**Activity**
Pull out from the material below all lines with "haystack".

**Working data**

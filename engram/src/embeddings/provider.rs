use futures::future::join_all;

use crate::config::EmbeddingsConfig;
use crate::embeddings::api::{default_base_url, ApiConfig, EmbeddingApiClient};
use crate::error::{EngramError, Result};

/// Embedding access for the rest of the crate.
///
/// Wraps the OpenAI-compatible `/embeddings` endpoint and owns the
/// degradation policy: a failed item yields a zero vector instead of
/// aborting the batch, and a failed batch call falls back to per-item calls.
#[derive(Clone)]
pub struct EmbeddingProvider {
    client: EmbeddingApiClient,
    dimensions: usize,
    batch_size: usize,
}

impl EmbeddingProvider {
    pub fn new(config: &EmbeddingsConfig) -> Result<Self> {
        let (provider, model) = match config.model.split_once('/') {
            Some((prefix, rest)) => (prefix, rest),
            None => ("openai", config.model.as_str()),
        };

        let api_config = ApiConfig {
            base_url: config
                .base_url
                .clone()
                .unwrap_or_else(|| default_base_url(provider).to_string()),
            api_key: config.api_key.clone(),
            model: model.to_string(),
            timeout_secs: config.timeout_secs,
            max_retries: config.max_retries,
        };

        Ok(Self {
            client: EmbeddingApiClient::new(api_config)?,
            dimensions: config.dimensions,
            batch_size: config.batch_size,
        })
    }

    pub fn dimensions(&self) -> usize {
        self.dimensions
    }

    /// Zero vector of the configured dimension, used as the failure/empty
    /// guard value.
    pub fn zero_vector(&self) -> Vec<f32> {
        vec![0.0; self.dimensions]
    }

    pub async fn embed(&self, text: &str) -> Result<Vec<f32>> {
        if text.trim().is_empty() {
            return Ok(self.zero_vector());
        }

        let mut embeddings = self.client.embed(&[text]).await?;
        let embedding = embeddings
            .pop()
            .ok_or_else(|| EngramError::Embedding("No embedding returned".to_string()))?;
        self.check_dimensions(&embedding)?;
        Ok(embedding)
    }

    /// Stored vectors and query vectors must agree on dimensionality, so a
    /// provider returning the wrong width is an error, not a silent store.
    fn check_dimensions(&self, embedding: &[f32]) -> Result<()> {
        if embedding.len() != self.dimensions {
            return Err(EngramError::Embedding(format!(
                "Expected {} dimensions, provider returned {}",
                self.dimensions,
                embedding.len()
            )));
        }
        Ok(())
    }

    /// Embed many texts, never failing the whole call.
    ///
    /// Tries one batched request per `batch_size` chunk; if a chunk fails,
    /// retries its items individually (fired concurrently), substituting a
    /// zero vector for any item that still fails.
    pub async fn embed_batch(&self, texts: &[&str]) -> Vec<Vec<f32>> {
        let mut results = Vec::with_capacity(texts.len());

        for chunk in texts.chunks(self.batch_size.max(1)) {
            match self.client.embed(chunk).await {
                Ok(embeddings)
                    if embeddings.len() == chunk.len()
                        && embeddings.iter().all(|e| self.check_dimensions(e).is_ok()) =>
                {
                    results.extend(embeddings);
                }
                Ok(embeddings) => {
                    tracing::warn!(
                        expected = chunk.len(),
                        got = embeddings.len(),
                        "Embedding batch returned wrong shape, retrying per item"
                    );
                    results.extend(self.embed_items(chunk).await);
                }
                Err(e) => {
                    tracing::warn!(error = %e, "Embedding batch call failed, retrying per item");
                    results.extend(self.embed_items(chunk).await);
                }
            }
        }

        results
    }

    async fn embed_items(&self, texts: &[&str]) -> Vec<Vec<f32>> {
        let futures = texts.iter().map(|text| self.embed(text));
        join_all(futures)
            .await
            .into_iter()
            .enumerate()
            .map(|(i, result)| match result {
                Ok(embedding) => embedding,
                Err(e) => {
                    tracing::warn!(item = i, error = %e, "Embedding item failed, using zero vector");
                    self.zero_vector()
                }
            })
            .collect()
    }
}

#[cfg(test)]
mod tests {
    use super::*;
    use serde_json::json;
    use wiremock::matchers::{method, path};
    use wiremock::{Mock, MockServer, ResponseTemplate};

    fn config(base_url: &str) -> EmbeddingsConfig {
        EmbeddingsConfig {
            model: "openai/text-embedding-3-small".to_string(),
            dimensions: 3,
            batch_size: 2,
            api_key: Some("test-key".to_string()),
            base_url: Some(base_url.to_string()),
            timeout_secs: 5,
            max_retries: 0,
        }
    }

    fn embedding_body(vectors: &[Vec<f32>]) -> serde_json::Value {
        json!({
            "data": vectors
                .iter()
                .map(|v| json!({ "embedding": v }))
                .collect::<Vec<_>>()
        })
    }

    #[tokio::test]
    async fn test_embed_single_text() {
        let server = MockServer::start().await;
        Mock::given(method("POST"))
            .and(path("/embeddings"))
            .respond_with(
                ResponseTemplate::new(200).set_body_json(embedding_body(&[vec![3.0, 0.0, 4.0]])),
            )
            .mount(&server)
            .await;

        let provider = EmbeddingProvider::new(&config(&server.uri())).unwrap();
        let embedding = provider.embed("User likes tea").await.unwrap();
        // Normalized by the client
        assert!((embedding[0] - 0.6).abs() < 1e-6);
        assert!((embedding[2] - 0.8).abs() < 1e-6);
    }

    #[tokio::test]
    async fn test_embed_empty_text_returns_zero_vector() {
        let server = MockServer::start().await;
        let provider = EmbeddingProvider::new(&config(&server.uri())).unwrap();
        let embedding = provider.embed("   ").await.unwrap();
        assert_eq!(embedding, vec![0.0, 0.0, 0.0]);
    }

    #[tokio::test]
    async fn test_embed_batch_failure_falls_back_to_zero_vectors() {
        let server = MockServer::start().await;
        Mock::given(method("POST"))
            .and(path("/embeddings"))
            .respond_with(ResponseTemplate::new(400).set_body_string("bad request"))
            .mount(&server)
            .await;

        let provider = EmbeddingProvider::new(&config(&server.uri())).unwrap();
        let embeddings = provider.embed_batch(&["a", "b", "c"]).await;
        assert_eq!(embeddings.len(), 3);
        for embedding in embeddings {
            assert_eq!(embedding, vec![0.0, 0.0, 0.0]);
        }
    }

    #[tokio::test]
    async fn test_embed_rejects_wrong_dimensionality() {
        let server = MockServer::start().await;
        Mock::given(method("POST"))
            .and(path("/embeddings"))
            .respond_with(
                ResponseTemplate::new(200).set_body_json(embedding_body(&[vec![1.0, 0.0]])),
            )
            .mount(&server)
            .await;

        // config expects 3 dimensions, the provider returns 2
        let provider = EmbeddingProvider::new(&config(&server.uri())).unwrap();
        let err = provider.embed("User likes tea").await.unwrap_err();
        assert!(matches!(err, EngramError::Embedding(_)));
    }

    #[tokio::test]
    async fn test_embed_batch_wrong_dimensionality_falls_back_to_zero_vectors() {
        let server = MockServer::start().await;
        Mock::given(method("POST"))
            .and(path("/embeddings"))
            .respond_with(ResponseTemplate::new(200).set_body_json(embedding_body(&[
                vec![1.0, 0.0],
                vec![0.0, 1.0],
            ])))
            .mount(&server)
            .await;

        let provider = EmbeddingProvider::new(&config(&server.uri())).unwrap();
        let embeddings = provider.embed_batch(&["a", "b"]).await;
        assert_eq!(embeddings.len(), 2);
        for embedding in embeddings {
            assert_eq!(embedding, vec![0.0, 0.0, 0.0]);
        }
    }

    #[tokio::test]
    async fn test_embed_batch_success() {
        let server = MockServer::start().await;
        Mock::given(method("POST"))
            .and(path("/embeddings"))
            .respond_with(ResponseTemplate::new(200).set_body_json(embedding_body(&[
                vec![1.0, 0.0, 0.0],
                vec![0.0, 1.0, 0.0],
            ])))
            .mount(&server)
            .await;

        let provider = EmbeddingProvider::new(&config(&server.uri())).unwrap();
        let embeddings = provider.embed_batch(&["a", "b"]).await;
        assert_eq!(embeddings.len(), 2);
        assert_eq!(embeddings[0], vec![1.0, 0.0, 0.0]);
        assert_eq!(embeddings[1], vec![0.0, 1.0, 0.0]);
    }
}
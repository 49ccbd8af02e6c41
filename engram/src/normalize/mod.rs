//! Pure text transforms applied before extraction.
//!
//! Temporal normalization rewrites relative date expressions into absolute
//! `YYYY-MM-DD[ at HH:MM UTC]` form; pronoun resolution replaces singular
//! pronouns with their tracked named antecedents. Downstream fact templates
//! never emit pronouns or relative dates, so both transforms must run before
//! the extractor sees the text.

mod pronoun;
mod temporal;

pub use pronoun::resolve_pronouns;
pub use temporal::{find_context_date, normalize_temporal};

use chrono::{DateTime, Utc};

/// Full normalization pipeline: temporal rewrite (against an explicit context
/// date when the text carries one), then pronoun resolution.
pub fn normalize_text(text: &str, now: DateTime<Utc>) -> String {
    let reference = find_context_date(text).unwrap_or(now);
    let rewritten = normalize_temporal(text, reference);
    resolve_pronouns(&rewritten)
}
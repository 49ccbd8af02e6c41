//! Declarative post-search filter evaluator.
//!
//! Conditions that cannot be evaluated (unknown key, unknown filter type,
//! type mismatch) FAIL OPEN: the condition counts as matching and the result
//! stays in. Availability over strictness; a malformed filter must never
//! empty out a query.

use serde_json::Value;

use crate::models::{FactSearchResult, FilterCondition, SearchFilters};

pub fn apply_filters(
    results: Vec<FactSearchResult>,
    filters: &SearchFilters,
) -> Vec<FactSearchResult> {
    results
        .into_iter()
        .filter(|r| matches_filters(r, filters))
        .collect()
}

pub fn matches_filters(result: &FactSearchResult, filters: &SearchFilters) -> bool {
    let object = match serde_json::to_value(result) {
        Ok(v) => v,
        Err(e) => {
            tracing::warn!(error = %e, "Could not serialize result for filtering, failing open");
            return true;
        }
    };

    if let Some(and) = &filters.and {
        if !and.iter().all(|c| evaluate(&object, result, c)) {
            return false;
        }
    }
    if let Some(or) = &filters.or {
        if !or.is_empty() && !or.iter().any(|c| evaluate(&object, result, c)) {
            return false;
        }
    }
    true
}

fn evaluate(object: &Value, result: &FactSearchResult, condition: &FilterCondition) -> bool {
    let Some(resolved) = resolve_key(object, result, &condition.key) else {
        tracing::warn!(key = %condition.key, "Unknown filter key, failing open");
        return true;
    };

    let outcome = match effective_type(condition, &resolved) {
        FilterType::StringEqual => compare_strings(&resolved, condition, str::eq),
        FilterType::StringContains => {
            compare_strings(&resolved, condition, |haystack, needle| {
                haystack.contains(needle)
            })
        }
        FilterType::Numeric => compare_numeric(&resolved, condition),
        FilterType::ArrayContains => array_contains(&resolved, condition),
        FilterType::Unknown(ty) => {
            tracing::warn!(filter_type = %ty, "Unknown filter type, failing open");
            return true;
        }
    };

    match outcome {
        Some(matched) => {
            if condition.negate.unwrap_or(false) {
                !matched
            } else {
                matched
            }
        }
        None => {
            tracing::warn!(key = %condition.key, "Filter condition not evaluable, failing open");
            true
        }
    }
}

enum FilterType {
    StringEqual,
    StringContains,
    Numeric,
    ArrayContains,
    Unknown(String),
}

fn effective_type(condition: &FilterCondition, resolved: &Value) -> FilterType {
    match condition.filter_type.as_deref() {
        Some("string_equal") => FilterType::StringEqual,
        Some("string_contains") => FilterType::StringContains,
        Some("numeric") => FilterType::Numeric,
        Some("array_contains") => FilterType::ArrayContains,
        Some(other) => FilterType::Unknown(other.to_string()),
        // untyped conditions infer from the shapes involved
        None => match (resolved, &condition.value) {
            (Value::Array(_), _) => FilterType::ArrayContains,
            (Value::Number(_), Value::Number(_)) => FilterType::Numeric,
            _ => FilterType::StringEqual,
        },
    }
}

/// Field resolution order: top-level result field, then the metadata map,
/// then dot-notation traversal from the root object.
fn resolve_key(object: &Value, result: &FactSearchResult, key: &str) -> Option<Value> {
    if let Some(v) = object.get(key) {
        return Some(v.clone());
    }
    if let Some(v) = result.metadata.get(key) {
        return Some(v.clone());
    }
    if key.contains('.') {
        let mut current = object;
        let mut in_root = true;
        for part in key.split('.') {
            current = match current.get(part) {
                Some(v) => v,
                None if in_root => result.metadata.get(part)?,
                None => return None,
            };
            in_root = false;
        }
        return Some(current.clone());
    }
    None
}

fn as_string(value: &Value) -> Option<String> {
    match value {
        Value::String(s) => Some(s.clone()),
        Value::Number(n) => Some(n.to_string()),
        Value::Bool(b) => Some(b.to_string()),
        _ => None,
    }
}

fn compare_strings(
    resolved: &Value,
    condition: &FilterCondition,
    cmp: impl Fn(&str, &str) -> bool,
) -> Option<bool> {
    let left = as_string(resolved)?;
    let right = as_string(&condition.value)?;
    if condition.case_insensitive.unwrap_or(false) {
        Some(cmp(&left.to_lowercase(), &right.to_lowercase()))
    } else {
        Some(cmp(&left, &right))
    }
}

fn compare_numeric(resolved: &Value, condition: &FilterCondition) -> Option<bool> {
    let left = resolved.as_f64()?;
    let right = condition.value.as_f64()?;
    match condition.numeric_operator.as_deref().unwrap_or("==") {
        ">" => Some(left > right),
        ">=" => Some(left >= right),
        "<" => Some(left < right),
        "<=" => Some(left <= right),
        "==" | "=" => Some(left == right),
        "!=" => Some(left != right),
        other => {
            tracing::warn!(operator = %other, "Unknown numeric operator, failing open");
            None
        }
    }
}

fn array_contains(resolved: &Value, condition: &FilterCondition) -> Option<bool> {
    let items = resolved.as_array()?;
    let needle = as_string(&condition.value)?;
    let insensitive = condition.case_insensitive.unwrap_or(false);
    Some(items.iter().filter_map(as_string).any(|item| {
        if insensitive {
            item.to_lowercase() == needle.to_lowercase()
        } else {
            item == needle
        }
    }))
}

**Your solution**
            compare_strings(&resolved, condition, |haystack, needle| {
                haystack.contains(needle)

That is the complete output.